### [Saved data entries]
────────────────────────────────────────

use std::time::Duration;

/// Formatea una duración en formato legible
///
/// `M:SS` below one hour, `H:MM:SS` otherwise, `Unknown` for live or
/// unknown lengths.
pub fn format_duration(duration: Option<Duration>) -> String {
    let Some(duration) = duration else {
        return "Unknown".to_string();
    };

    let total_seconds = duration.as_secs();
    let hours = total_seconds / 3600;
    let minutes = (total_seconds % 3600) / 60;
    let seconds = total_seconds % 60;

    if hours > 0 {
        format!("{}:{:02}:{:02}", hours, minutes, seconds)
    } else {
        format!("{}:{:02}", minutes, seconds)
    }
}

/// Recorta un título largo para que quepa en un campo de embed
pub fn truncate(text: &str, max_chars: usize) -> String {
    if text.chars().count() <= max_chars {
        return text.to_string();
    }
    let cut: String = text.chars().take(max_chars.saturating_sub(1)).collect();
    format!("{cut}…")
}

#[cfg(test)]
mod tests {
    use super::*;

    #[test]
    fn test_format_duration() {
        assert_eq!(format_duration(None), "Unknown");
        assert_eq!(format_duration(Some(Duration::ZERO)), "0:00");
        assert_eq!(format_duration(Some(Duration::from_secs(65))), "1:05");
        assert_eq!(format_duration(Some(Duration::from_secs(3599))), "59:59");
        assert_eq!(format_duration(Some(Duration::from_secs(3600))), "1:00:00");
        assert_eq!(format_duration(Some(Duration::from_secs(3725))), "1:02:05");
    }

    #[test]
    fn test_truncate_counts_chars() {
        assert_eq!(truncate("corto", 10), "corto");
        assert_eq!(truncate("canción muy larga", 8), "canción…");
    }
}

────────────────────────────────────────

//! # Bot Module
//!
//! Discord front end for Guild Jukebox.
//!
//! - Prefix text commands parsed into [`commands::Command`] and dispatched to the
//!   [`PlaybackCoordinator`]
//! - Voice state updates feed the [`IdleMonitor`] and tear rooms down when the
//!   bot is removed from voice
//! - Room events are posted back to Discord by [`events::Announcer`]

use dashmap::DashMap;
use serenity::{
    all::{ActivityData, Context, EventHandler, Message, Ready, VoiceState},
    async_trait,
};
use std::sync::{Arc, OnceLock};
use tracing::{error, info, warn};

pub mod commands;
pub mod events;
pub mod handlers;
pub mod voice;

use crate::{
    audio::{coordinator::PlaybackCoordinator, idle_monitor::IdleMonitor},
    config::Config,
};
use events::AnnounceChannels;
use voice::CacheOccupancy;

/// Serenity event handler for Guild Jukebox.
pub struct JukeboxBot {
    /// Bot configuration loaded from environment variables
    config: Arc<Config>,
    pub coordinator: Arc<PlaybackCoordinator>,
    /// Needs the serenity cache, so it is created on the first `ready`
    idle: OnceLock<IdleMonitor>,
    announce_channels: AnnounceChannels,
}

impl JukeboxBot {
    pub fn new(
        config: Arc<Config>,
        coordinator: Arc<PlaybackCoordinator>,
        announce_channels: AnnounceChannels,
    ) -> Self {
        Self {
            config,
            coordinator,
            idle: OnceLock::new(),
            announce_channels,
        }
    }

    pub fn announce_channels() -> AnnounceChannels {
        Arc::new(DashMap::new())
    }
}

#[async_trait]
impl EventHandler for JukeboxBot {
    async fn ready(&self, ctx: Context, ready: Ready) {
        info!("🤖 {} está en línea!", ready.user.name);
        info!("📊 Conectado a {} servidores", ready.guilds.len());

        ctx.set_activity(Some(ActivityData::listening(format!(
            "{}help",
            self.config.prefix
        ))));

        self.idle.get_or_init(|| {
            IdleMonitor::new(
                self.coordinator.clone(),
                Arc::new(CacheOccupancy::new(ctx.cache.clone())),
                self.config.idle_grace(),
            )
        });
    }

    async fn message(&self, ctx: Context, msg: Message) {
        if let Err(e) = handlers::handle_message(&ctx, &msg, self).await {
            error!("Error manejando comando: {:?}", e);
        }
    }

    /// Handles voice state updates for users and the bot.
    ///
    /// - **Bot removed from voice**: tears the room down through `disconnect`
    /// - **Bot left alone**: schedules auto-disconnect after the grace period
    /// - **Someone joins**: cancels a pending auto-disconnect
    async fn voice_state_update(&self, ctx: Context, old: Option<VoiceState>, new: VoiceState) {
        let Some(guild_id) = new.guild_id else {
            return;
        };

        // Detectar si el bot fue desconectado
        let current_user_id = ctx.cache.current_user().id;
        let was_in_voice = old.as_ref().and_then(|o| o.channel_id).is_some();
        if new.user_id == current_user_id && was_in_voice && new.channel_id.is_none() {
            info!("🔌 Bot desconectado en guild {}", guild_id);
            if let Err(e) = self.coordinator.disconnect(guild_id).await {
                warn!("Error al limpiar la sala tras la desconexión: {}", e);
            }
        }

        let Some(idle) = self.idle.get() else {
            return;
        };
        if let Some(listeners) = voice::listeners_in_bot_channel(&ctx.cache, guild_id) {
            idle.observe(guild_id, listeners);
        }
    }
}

────────────────────────────────────────

### [TRY IT]
Would you filter the records and copy each line that contains the word "else"?

### [COMPLETED EXERCISE]
    let Some(duration) = duration else {
    } else {
        let Some(guild_id) = new.guild_id else {
        let Some(idle) = self.idle.get() else {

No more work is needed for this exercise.